This analysis deals with exploring disease status and understanding the relationship it has with a multitude of different variables and factors. Specifically, we aim for a better understanding of how sex (male and female), age, serum cholesterol levels, chest pain, blood pressure (bp), and maximum heart rate (hr) plays a part in the prevalence of heart disease. The following variables will be analyzed individually and then used to create a generalized binomial linear model to predict the probability of not having heart disease. The data represented in this analysis can be found at archive.ics.uci.edu.
The data analysis will be broken down by the following sections:
Sex and Disease Status
Age and Disease Status
Serum Cholesterol Levels and Disease Status
Chest Pain and Disease Status
Resting Blood Pressure and Disease Status
Maximum Heart Rate Achieved per Patient and Disease Status
Logistic Linear Regression - Binomial and Disease Status Predictions
We will begin our analysis by determining the prevalence of each respective sex within the data set.
ggplot(tidy_data, mapping = aes(x = sex)) +
geom_bar() +
labs(x = "Gender",
y = "Number of Individuals",
title = "Amount of Males and Females within the Data Set",
subtitle = "Heart Disease UCI",
caption = "Source: https://archive.ics.uci.edu/ml/datasets/heart+Disease") +
theme(plot.title = element_text(hjust = 0.5),
plot.subtitle = element_text(hjust = 0.5))
Let’s explore the proportion of these genders and see the prevalence of heart disease among them:
ggplot(tidy_data, mapping = aes(x = sex, fill = status)) +
geom_bar(position = "fill") +
labs(x = "Gender",
y = "Proportion",
title = "Proportion of Individuals With and Without Heart Disease",
subtitle = "Heart Disease UCI",
caption = "Source: https://archive.ics.uci.edu/ml/datasets/heart+Disease") +
theme(plot.title = element_text(hjust = 0.5),
plot.subtitle = element_text(hjust = 0.5))
According to (Mosca, Barrett-Connor, and Kass Wenger 2011), “the prevalence of CHD is higher in men with each age stratum until after 75 years of age, which may contribute to the perception that heart disease is a man’s disease.” After 75 years of age, the proportion of those with coronary heart disease is relatively similar regardless of sex.
Therefore, the above proportions are not out of the ordinary since males are more susceptible to heart disease earlier in life than females.
According to the National Institute on Aging, adults that are 65 years and older have a higher risk of suffering heart complications. Therefore, we will analyze the data and see what the average age of individuals with and without heart disease is within our data set.
ggplot(tidy_data, mapping = aes( x = status, y = age)) +
geom_boxplot() +
labs(x = "Disease Status",
y = "Age",
title = "Older Age is Correlated with Heart Disease",
subtitle = "Heart Disease UCI",
caption = "Source: https://archive.ics.uci.edu/ml/datasets/heart+Disease") +
theme(plot.title = element_text(hjust = 0.5),
plot.subtitle = element_text(hjust = 0.5))

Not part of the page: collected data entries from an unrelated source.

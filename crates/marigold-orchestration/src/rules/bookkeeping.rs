//! Denormalized run fields kept in step with the state history.
//!
//! These rules are universal: they apply to forced transitions too, so the
//! counters and timestamps stay consistent no matter how a state was set.

use async_trait::async_trait;
use marigold_schemas::{RunKind, StateType};

use crate::context::OrchestrationContext;
use crate::error::OrchestrationError;
use crate::rule::{OrchestrationRule, RuleScope};

/// A SCHEDULED proposal without a time is scheduled for now.
pub struct EnsureScheduledTime;

#[async_trait]
impl OrchestrationRule for EnsureScheduledTime {
  fn name(&self) -> &'static str {
    "EnsureScheduledTime"
  }

  fn scope(&self) -> RuleScope {
    RuleScope::Universal
  }

  async fn before_transition(
    &mut self,
    ctx: &mut OrchestrationContext,
  ) -> Result<(), OrchestrationError> {
    let now = ctx.now;
    let proposed = &mut ctx.proposed_state;
    if proposed.state_type == StateType::Scheduled
      && proposed.state_details.scheduled_time.is_none()
    {
      proposed.state_details.scheduled_time = Some(now);
    }
    Ok(())
  }
}

/// Stamps the owning run ids onto the proposed state.
pub struct SetRunStateFields;

#[async_trait]
impl OrchestrationRule for SetRunStateFields {
  fn name(&self) -> &'static str {
    "SetRunStateFields"
  }

  fn scope(&self) -> RuleScope {
    RuleScope::Universal
  }

  async fn before_transition(
    &mut self,
    ctx: &mut OrchestrationContext,
  ) -> Result<(), OrchestrationError> {
    let details = &mut ctx.proposed_state.state_details;
    match ctx.run.kind {
      RunKind::Flow => details.flow_run_id = Some(ctx.run.id),
      RunKind::Task => {
        details.task_run_id = Some(ctx.run.id);
        details.flow_run_id = ctx.run.flow_run_id;
      }
    }
    Ok(())
  }
}

/// Maintains run_count, start/end times, total run time and schedule times.
pub struct UpdateRunCounters;

#[async_trait]
impl OrchestrationRule for UpdateRunCounters {
  fn name(&self) -> &'static str {
    "UpdateRunCounters"
  }

  fn scope(&self) -> RuleScope {
    RuleScope::Universal
  }

  async fn before_transition(
    &mut self,
    ctx: &mut OrchestrationContext,
  ) -> Result<(), OrchestrationError> {
    let initial_type = ctx.initial_type();
    let proposed = ctx.proposed_state.clone();
    let run = &mut ctx.run;

    if proposed.state_type == StateType::Running && initial_type != Some(StateType::Running) {
      run.run_count += 1;
      if run.start_time.is_none() {
        run.start_time = Some(proposed.timestamp);
      }
    }

    if initial_type == Some(StateType::Running) && proposed.state_type != StateType::Running {
      if let Some(initial) = ctx.initial_state.as_ref() {
        let elapsed = proposed.timestamp - initial.timestamp;
        run.total_run_time_ms += elapsed.num_milliseconds().max(0);
      }
    }

    if proposed.is_terminal() {
      run.end_time = Some(proposed.timestamp);
    } else if initial_type.is_some_and(StateType::is_terminal) {
      run.end_time = None;
    }

    if proposed.state_type == StateType::Scheduled {
      let scheduled_time = proposed.scheduled_time();
      run.next_scheduled_start_time = scheduled_time;
      if run.expected_start_time.is_none() {
        run.expected_start_time = scheduled_time;
      }
    } else {
      run.next_scheduled_start_time = None;
    }
    Ok(())
  }
}
//! Run states.
//!
//! A [`State`] is created as a proposal by a client or by the engine, and
//! becomes authoritative only once the orchestration policy has validated
//! and persisted it. Validated states are never mutated; a run's history is
//! the ordered list of its states.

use std::fmt;
use std::str::FromStr;

use chrono::{DateTime, Utc};
use serde::{Deserialize, Serialize};
use uuid::Uuid;

/// The closed set of lifecycle points a run can be in.
#[derive(Debug, Clone, Copy, PartialEq, Eq, Hash, Serialize, Deserialize)]
#[serde(rename_all = "SCREAMING_SNAKE_CASE")]
pub enum StateType {
  Scheduled,
  Pending,
  Running,
  Completed,
  Failed,
  Crashed,
  Cancelling,
  Cancelled,
  Paused,
}

impl StateType {
  pub const ALL: [StateType; 9] = [
    StateType::Scheduled,
    StateType::Pending,
    StateType::Running,
    StateType::Completed,
    StateType::Failed,
    StateType::Crashed,
    StateType::Cancelling,
    StateType::Cancelled,
    StateType::Paused,
  ];

  pub const TERMINAL: [StateType; 4] = [
    StateType::Completed,
    StateType::Failed,
    StateType::Crashed,
    StateType::Cancelled,
  ];

  /// Terminal states end a run; leaving one requires a forced transition.
  pub fn is_terminal(self) -> bool {
    matches!(
      self,
      StateType::Completed | StateType::Failed | StateType::Crashed | StateType::Cancelled
    )
  }

  /// States in which a run holds (or is about to hold) execution resources.
  pub fn is_active(self) -> bool {
    matches!(
      self,
      StateType::Pending | StateType::Running | StateType::Cancelling
    )
  }

  /// The display name a state of this type gets when none is supplied.
  pub fn default_name(self) -> &'static str {
    match self {
      StateType::Scheduled => "Scheduled",
      StateType::Pending => "Pending",
      StateType::Running => "Running",
      StateType::Completed => "Completed",
      StateType::Failed => "Failed",
      StateType::Crashed => "Crashed",
      StateType::Cancelling => "Cancelling",
      StateType::Cancelled => "Cancelled",
      StateType::Paused => "Paused",
    }
  }

  pub fn as_str(self) -> &'static str {
    match self {
      StateType::Scheduled => "SCHEDULED",
      StateType::Pending => "PENDING",
      StateType::Running => "RUNNING",
      StateType::Completed => "COMPLETED",
      StateType::Failed => "FAILED",
      StateType::Crashed => "CRASHED",
      StateType::Cancelling => "CANCELLING",
      StateType::Cancelled => "CANCELLED",
      StateType::Paused => "PAUSED",
    }
  }
}

impl fmt::Display for StateType {
  fn fmt(&self, f: &mut fmt::Formatter<'_>) -> fmt::Result {
    f.write_str(self.as_str())
  }
}

impl FromStr for StateType {
  type Err = String;

  fn from_str(s: &str) -> Result<Self, Self::Err> {
    StateType::ALL
      .into_iter()
      .find(|t| t.as_str().eq_ignore_ascii_case(s))
      .ok_or_else(|| format!("unknown state type: {}", s))
  }
}

/// Structured extras carried by a state.
#[derive(Debug, Clone, Default, PartialEq, Serialize, Deserialize)]
#[serde(default)]
pub struct StateDetails {
  pub flow_run_id: Option<Uuid>,
  pub task_run_id: Option<Uuid>,
  /// When a SCHEDULED state becomes due.
  pub scheduled_time: Option<DateTime<Utc>>,
  pub cache_key: Option<String>,
  pub cache_expiration: Option<DateTime<Utc>>,
  /// Skip cache lookups for this proposal.
  pub refresh_cache: bool,
  pub retriable: Option<bool>,
  pub pause_timeout: Option<DateTime<Utc>>,
  pub pause_reschedule: bool,
  pub pause_key: Option<String>,
  pub task_parameters_id: Option<Uuid>,
}

/// A point-in-time lifecycle record for a run.
#[derive(Debug, Clone, PartialEq, Serialize, Deserialize)]
pub struct State {
  pub id: Uuid,
  #[serde(rename = "type")]
  pub state_type: StateType,
  pub name: String,
  pub timestamp: DateTime<Utc>,
  pub message: Option<String>,
  /// Opaque result reference.
  pub data: Option<serde_json::Value>,
  #[serde(default)]
  pub state_details: StateDetails,
}

impl State {
  pub fn new(state_type: StateType) -> Self {
    Self::named(state_type, state_type.default_name())
  }

  pub fn named(state_type: StateType, name: impl Into<String>) -> Self {
    Self {
      id: Uuid::new_v4(),
      state_type,
      name: name.into(),
      timestamp: Utc::now(),
      message: None,
      data: None,
      state_details: StateDetails::default(),
    }
  }

  pub fn scheduled(scheduled_time: DateTime<Utc>) -> Self {
    let mut state = Self::new(StateType::Scheduled);
    state.state_details.scheduled_time = Some(scheduled_time);
    state
  }

  /// A SCHEDULED state for a run that missed its start time.
  pub fn late(scheduled_time: DateTime<Utc>) -> Self {
    let mut state = Self::named(StateType::Scheduled, "Late");
    state.state_details.scheduled_time = Some(scheduled_time);
    state
  }

  pub fn awaiting_retry(scheduled_time: DateTime<Utc>) -> Self {
    let mut state = Self::named(StateType::Scheduled, "AwaitingRetry");
    state.state_details.scheduled_time = Some(scheduled_time);
    state
  }

  pub fn pending() -> Self {
    Self::new(StateType::Pending)
  }

  pub fn running() -> Self {
    Self::new(StateType::Running)
  }

  pub fn completed() -> Self {
    Self::new(StateType::Completed)
  }

  pub fn failed(message: impl Into<String>) -> Self {
    Self::new(StateType::Failed).with_message(message)
  }

  pub fn crashed(message: impl Into<String>) -> Self {
    Self::new(StateType::Crashed).with_message(message)
  }

  pub fn cancelling() -> Self {
    Self::new(StateType::Cancelling)
  }

  pub fn cancelled() -> Self {
    Self::new(StateType::Cancelled)
  }

  /// A PAUSED state. `timeout` is when resuming stops being allowed.
  pub fn paused(
    timeout: Option<DateTime<Utc>>,
    reschedule: bool,
    pause_key: Option<String>,
  ) -> Self {
    let mut state = Self::new(StateType::Paused);
    state.state_details.pause_timeout = timeout;
    state.state_details.pause_reschedule = reschedule;
    state.state_details.pause_key = pause_key;
    state
  }

  pub fn with_message(mut self, message: impl Into<String>) -> Self {
    self.message = Some(message.into());
    self
  }

  pub fn with_data(mut self, data: serde_json::Value) -> Self {
    self.data = Some(data);
    self
  }

  pub fn with_cache_key(mut self, cache_key: impl Into<String>) -> Self {
    self.state_details.cache_key = Some(cache_key.into());
    self
  }

  pub fn with_timestamp(mut self, timestamp: DateTime<Utc>) -> Self {
    self.timestamp = timestamp;
    self
  }

  pub fn is_terminal(&self) -> bool {
    self.state_type.is_terminal()
  }

  pub fn scheduled_time(&self) -> Option<DateTime<Utc>> {
    self.state_details.scheduled_time
  }

  /// Copy this state's content into a new, not yet validated state.
  ///
  /// Used when a transition is rewritten to reuse an earlier result: the
  /// copy gets its own id and timestamp so history stays append-only.
  pub fn fresh_copy(&self) -> Self {
    Self {
      id: Uuid::new_v4(),
      timestamp: Utc::now(),
      ..self.clone()
    }
  }
}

average_age_dz <- tidy_data %>%
group_by(status) %>%
summarise(
average_age = mean(age),
min = min(age),
max = max(age)
)
knitr::kable(average_age_dz, digits = 2)
| status | average_age | min | max |
|---|---|---|---|
| Dz | 56.6 | 35 | 77 |
| No Dz | 52.5 | 29 | 76 |
Within our data set, the average age of an individual with heart disease is 56.6 years old, with the youngest being 35 years old and the oldest being 77 years old.
The box plot above shows that the average age of an individual with heart disease is greater than that of someone without heart disease and there is less variability in the age of those with heart disease than those without heart disease.
Now we can run a t-test to see if there is a statistically significant difference between the average age of patients with heart disease vs without heart disease
Keep in mind, our null hypothesis is equal to zero, the alternative is two.sided, we want a 95% confidence interval, the variance is not equal and we have independent populations.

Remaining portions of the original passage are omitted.